[Saved entries]
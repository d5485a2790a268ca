use parking_lot::Condvar;
use parking_lot::Mutex;
use std::collections::VecDeque;
use std::fmt::Debug;
use std::fmt::Formatter;
use std::fmt::Result as FmtResult;

// -----------------------------------------------------------------------------
// Shared Queue
// -----------------------------------------------------------------------------

/// A mutex-guarded FIFO of opaque values.
///
/// Every operation takes the internal lock for its full duration, making all
/// operations linearisable under concurrent use. The queue is unbounded;
/// [`push`][Self::push] never blocks, [`wait_and_pop`][Self::wait_and_pop]
/// blocks until a value is available.
///
/// The storage engine uses this queue for exactly one purpose: staging whole
/// per-thread free pools spilled into the global pool. Spilling batches of
/// indices rather than individual indices keeps the allocation hot path away
/// from this lock.
pub struct SharedQueue<T> {
  state: Mutex<VecDeque<T>>,
  signal: Condvar,
}

impl<T> SharedQueue<T> {
  /// Creates a new, empty queue.
  #[inline]
  pub fn new() -> Self {
    Self {
      state: Mutex::new(VecDeque::new()),
      signal: Condvar::new(),
    }
  }

  /// Appends a value to the back of the queue and wakes one waiter.
  pub fn push(&self, value: T) {
    let mut state = self.state.lock();

    state.push_back(value);
    drop(state);

    self.signal.notify_one();
  }

  /// Removes the value at the front of the queue, or returns `None` if the
  /// queue is currently empty.
  pub fn try_pop(&self) -> Option<T> {
    self.state.lock().pop_front()
  }

  /// Removes the value at the front of the queue, blocking until one is
  /// available.
  pub fn wait_and_pop(&self) -> T {
    let mut state = self.state.lock();

    loop {
      if let Some(value) = state.pop_front() {
        return value;
      }

      self.signal.wait(&mut state);
    }
  }

  /// Returns the number of values currently in the queue.
  pub fn len(&self) -> usize {
    self.state.lock().len()
  }

  /// Returns `true` if the queue currently contains no values.
  pub fn is_empty(&self) -> bool {
    self.state.lock().is_empty()
  }

  /// Removes all values from the queue.
  pub fn clear(&self) {
    self.state.lock().clear();
  }
}

impl<T> Default for SharedQueue<T> {
  #[inline]
  fn default() -> Self {
    Self::new()
  }
}

impl<T> Debug for SharedQueue<T> {
  fn fmt(&self, f: &mut Formatter<'_>) -> FmtResult {
    f.debug_struct("SharedQueue").field("len", &self.len()).finish_non_exhaustive()
  }
}

// -----------------------------------------------------------------------------
// Tests
// -----------------------------------------------------------------------------

#[cfg(test)]
mod tests {
  use std::sync::Arc;
  use std::sync::Barrier;
  use std::thread;

  use super::*;

  #[test]
  fn test_push_try_pop_fifo() {
    let queue: SharedQueue<u32> = SharedQueue::new();

    queue.push(1);
    queue.push(2);
    queue.push(3);

    assert_eq!(queue.try_pop(), Some(1));
    assert_eq!(queue.try_pop(), Some(2));
    assert_eq!(queue.try_pop(), Some(3));
    assert_eq!(queue.try_pop(), None);
  }

  #[test]
  fn test_len_and_is_empty() {
    let queue: SharedQueue<u32> = SharedQueue::new();

    assert!(queue.is_empty());
    assert_eq!(queue.len(), 0);

    queue.push(7);

    assert!(!queue.is_empty());
    assert_eq!(queue.len(), 1);
  }

  #[test]
  fn test_clear() {
    let queue: SharedQueue<u32> = SharedQueue::new();

    queue.push(1);
    queue.push(2);
    queue.clear();

    assert!(queue.is_empty());
    assert_eq!(queue.try_pop(), None);
  }

  #[test]
  fn test_wait_and_pop_blocks_until_push() {
    let queue: Arc<SharedQueue<u32>> = Arc::new(SharedQueue::new());
    let barrier: Arc<Barrier> = Arc::new(Barrier::new(2));

    let waiter = {
      let queue: Arc<SharedQueue<u32>> = Arc::clone(&queue);
      let barrier: Arc<Barrier> = Arc::clone(&barrier);

      thread::spawn(move || {
        barrier.wait();
        queue.wait_and_pop()
      })
    };

    barrier.wait();
    queue.push(42);

    assert_eq!(waiter.join().unwrap(), 42);
  }

  #[test]
  fn test_concurrent_push_pop_preserves_values() {
    const PER_THREAD: usize = 1000;

    let queue: Arc<SharedQueue<usize>> = Arc::new(SharedQueue::new());

    let producers: Vec<_> = (0..4)
      .map(|thread| {
        let queue: Arc<SharedQueue<usize>> = Arc::clone(&queue);

        thread::spawn(move || {
          for index in 0..PER_THREAD {
            queue.push(thread * PER_THREAD + index);
          }
        })
      })
      .collect();

    for producer in producers {
      producer.join().unwrap();
    }

    let mut seen: Vec<usize> = Vec::with_capacity(4 * PER_THREAD);

    while let Some(value) = queue.try_pop() {
      seen.push(value);
    }

    seen.sort_unstable();

    assert_eq!(seen.len(), 4 * PER_THREAD);
    assert!(seen.iter().enumerate().all(|(index, value)| index == *value));
  }
}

__Exercise goal__.
Answer with a number only: how many lines above have the word "available"?

__Reply to the exercise__.
2